── Data under study

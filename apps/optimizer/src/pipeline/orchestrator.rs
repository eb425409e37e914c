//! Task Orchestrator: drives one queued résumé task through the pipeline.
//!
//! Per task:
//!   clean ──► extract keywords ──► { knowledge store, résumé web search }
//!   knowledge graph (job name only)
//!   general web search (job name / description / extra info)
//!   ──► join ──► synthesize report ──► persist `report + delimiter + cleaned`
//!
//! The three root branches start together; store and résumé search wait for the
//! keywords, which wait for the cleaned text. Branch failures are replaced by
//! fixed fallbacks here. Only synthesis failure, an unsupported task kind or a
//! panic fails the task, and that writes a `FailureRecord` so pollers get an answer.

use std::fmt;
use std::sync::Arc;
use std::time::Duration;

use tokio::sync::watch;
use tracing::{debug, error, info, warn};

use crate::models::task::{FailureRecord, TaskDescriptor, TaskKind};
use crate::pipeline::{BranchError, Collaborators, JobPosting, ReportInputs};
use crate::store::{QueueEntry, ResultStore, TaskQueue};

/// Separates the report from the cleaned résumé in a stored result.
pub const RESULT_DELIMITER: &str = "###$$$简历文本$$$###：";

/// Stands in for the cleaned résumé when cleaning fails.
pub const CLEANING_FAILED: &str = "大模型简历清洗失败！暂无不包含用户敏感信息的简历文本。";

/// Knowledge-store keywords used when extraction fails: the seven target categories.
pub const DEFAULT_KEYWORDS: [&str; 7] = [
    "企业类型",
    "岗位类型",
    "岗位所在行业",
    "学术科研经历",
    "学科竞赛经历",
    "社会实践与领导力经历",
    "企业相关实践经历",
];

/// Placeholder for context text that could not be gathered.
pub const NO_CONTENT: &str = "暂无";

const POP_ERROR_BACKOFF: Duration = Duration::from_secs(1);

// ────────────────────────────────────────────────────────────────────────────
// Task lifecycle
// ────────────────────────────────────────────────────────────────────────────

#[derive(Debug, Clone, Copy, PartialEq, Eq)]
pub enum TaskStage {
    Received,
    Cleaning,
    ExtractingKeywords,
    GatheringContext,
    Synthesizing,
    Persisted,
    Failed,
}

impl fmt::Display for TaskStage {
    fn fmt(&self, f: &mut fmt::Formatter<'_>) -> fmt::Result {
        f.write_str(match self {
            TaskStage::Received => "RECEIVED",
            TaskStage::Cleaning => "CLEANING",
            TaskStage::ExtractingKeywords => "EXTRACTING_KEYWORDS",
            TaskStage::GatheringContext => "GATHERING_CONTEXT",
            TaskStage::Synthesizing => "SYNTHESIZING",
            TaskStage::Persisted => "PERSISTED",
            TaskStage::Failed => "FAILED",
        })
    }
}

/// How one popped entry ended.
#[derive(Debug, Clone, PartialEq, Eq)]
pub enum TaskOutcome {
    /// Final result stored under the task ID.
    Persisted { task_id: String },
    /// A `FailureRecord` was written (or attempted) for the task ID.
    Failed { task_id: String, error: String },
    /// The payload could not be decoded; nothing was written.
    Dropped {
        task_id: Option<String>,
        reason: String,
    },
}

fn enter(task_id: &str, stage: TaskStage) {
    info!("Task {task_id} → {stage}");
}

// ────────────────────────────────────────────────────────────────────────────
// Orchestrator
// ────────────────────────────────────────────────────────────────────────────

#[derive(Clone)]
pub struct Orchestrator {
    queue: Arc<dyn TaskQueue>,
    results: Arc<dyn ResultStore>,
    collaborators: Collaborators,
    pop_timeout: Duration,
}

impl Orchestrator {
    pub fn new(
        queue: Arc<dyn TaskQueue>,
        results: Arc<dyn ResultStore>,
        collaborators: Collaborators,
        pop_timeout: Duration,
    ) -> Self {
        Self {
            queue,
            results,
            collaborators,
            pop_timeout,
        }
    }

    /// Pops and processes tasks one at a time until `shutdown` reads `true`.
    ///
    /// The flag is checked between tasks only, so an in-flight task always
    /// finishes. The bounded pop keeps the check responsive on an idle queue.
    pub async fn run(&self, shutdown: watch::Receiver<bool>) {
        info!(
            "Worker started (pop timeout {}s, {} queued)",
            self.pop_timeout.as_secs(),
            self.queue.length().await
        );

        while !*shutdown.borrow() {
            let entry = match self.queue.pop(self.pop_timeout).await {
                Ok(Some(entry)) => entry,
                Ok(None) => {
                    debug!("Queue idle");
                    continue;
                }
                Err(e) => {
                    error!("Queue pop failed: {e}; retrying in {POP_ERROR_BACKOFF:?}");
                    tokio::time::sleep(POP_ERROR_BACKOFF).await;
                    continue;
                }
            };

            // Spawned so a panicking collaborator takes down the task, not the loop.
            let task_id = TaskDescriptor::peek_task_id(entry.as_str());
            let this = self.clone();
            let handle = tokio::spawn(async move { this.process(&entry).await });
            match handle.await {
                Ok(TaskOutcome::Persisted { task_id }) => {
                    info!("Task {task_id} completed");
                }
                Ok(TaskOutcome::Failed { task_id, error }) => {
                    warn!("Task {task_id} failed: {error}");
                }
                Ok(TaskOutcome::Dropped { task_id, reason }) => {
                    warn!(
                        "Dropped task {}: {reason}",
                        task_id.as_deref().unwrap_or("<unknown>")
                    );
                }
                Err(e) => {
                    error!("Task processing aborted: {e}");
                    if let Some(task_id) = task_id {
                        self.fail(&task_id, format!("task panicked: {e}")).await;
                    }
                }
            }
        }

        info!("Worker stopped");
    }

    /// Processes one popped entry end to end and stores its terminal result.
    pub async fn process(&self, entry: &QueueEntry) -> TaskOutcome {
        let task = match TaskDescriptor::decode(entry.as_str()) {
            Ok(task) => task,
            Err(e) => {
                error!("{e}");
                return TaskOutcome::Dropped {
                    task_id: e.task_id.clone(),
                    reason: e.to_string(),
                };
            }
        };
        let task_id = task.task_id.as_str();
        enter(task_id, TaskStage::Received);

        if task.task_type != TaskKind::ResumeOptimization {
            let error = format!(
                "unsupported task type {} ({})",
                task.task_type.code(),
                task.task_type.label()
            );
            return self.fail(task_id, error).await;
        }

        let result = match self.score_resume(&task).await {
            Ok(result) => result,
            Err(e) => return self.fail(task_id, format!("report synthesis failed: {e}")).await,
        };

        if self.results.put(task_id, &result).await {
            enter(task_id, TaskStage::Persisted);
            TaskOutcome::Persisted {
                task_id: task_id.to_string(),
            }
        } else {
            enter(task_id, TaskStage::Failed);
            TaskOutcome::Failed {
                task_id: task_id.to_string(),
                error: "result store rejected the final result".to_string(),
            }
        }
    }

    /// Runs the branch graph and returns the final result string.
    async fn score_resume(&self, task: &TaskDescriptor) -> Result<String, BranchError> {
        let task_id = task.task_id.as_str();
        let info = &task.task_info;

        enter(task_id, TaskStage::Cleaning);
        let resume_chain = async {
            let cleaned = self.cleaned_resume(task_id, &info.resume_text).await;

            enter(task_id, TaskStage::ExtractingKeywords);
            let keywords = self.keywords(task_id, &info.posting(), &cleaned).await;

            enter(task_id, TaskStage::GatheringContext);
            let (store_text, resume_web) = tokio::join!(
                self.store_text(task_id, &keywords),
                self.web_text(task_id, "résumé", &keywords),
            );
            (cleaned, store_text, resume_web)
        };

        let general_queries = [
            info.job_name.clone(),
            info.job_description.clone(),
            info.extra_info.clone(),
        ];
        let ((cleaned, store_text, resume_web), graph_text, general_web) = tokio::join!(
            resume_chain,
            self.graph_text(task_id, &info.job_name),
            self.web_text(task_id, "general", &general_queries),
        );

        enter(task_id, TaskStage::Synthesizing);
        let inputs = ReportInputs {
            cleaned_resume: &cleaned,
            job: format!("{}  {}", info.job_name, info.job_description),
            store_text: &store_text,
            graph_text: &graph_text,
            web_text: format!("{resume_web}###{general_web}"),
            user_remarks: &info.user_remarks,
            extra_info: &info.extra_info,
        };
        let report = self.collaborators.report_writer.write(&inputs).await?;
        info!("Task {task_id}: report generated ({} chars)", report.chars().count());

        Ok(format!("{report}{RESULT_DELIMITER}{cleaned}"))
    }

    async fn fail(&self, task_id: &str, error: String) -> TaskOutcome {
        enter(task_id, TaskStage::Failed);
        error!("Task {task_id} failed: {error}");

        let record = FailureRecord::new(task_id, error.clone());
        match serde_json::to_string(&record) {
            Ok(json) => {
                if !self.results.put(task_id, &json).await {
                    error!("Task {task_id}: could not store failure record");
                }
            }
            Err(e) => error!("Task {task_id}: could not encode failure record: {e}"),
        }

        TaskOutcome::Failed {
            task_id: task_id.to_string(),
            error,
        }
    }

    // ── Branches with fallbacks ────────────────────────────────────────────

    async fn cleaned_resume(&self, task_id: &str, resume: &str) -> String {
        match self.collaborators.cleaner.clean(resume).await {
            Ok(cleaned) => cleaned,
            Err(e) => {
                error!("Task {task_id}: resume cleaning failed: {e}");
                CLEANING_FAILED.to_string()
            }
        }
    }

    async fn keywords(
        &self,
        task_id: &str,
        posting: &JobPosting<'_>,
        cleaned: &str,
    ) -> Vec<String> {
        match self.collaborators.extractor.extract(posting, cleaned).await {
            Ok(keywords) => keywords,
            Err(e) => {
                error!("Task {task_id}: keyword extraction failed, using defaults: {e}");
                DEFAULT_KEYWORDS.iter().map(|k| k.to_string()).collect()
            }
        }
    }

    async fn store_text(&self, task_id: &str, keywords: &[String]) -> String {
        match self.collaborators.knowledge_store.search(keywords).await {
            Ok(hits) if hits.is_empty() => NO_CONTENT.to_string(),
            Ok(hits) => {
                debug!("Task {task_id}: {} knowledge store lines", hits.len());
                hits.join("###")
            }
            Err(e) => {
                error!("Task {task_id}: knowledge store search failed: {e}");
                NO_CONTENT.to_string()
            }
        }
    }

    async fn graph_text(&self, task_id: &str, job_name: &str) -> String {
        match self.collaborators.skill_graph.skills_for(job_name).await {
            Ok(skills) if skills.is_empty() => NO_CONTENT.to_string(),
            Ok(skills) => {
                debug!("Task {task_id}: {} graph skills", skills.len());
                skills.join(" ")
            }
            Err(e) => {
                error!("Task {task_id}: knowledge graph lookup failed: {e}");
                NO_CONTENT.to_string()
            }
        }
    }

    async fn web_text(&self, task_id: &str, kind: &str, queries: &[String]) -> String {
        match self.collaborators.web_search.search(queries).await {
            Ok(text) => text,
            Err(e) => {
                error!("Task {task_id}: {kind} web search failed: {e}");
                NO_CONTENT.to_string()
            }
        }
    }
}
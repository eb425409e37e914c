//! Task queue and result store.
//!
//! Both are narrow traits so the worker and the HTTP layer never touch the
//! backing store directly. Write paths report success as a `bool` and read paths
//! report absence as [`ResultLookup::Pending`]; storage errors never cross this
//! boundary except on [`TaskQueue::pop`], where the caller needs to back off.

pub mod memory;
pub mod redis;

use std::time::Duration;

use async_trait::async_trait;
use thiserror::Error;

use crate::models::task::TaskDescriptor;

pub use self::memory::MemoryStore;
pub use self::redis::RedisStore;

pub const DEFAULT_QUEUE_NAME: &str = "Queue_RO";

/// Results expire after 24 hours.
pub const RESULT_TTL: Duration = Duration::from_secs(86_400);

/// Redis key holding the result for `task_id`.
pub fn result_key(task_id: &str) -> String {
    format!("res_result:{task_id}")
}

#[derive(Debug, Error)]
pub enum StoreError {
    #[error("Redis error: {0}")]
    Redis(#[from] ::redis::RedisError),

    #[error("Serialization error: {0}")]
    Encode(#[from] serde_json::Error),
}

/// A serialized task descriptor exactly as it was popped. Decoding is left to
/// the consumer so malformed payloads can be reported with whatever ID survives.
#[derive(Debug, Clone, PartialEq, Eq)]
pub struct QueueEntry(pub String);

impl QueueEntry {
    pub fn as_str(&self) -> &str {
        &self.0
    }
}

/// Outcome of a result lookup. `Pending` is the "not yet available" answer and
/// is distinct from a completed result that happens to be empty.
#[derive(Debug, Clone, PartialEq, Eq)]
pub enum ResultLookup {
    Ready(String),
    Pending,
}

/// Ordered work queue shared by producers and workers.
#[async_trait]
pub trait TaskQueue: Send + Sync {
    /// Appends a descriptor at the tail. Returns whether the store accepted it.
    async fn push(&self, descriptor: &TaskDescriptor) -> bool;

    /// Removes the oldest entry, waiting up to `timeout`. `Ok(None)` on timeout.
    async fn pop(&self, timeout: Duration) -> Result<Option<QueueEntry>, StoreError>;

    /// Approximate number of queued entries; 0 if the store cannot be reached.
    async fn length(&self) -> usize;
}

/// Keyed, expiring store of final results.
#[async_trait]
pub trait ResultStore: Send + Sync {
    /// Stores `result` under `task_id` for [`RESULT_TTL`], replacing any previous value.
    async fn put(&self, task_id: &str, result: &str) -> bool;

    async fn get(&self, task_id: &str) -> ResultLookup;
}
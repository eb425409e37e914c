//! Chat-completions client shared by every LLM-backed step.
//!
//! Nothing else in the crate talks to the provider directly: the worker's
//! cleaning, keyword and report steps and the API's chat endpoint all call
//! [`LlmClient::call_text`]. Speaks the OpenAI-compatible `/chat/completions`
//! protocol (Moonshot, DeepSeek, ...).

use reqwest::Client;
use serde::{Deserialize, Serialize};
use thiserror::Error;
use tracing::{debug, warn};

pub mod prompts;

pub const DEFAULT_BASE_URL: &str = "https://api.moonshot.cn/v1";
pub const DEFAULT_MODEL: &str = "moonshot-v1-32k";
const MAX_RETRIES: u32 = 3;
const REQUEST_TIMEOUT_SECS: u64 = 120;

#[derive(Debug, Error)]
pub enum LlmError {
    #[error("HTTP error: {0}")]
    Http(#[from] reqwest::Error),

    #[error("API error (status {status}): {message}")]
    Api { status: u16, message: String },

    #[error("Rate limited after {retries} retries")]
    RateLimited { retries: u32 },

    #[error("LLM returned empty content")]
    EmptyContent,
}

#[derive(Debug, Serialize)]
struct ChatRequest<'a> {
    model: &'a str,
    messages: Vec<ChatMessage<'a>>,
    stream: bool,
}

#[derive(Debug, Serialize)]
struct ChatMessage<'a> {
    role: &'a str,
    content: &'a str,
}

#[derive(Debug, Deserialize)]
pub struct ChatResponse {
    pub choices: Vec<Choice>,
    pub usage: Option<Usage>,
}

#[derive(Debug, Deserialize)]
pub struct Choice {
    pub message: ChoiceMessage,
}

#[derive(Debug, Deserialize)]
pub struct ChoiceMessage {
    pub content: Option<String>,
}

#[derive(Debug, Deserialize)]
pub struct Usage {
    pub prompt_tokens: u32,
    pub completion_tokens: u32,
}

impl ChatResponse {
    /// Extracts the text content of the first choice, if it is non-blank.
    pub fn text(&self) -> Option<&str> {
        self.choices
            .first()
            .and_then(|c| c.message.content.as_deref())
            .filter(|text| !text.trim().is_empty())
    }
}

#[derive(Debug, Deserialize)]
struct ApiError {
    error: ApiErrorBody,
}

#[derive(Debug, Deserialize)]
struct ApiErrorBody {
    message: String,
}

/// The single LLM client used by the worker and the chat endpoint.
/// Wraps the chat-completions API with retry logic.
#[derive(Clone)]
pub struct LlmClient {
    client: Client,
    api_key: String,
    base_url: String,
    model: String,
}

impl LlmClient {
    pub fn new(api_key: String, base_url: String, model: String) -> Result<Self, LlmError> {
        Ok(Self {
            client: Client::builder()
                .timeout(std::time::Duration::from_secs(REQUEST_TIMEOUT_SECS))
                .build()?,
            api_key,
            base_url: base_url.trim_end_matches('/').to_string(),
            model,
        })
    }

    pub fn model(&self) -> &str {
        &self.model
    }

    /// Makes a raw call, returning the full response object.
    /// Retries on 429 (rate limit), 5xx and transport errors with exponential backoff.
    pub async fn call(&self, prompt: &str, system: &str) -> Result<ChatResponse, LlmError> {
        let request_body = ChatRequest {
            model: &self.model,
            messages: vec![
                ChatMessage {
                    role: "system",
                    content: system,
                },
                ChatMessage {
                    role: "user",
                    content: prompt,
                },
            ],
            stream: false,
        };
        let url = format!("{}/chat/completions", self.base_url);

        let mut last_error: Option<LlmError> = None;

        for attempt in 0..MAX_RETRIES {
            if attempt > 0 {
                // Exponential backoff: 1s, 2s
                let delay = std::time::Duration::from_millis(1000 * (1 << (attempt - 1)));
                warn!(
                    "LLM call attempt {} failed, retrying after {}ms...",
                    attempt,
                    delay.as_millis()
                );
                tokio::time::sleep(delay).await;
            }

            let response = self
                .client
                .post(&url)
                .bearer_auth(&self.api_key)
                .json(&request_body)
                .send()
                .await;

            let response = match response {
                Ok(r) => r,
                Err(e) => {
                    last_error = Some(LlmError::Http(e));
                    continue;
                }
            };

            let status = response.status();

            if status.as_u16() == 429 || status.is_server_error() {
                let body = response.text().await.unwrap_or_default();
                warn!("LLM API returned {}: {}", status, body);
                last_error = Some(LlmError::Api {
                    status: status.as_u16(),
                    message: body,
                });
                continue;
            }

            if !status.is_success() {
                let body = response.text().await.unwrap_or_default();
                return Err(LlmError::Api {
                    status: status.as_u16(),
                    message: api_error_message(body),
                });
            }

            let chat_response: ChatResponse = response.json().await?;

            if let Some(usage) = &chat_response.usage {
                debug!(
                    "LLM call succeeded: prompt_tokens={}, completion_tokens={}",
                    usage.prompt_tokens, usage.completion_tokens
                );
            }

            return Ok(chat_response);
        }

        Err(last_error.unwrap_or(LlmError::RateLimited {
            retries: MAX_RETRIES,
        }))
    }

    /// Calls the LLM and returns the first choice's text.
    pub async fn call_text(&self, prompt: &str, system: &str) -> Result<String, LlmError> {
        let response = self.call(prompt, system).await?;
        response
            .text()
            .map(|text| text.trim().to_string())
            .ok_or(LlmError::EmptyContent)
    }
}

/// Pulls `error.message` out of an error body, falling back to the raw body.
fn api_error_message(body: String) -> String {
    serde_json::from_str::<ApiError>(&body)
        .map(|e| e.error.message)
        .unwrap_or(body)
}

────

Exercise prompt: Up to and including the line with "when cleaning fails.", transcribe the entries above exactly, starting from their first line.

Response area:
filename apps/optimizer/src/pipeline/orchestrator.rs
repository eb425409e37e914c
//! Task Orchestrator: drives one queued résumé task through the pipeline.
//!
//! Per task:
//!   clean ──► extract keywords ──► { knowledge store, résumé web search }
//!   knowledge graph (job name only)
//!   general web search (job name / description / extra info)
//!   ──► join ──► synthesize report ──► persist `report + delimiter + cleaned`
//!
//! The three root branches start together; store and résumé search wait for the
//! keywords, which wait for the cleaned text. Branch failures are replaced by
//! fixed fallbacks here. Only synthesis failure, an unsupported task kind or a
//! panic fails the task, and that writes a `FailureRecord` so pollers get an answer.

use std::fmt;
use std::sync::Arc;
use std::time::Duration;

use tokio::sync::watch;
use tracing::{debug, error, info, warn};

use crate::models::task::{FailureRecord, TaskDescriptor, TaskKind};
use crate::pipeline::{BranchError, Collaborators, JobPosting, ReportInputs};
use crate::store::{QueueEntry, ResultStore, TaskQueue};

/// Separates the report from the cleaned résumé in a stored result.
pub const RESULT_DELIMITER: &str = "###$$$简历文本$$$###：";

/// Stands in for the cleaned résumé when cleaning fails.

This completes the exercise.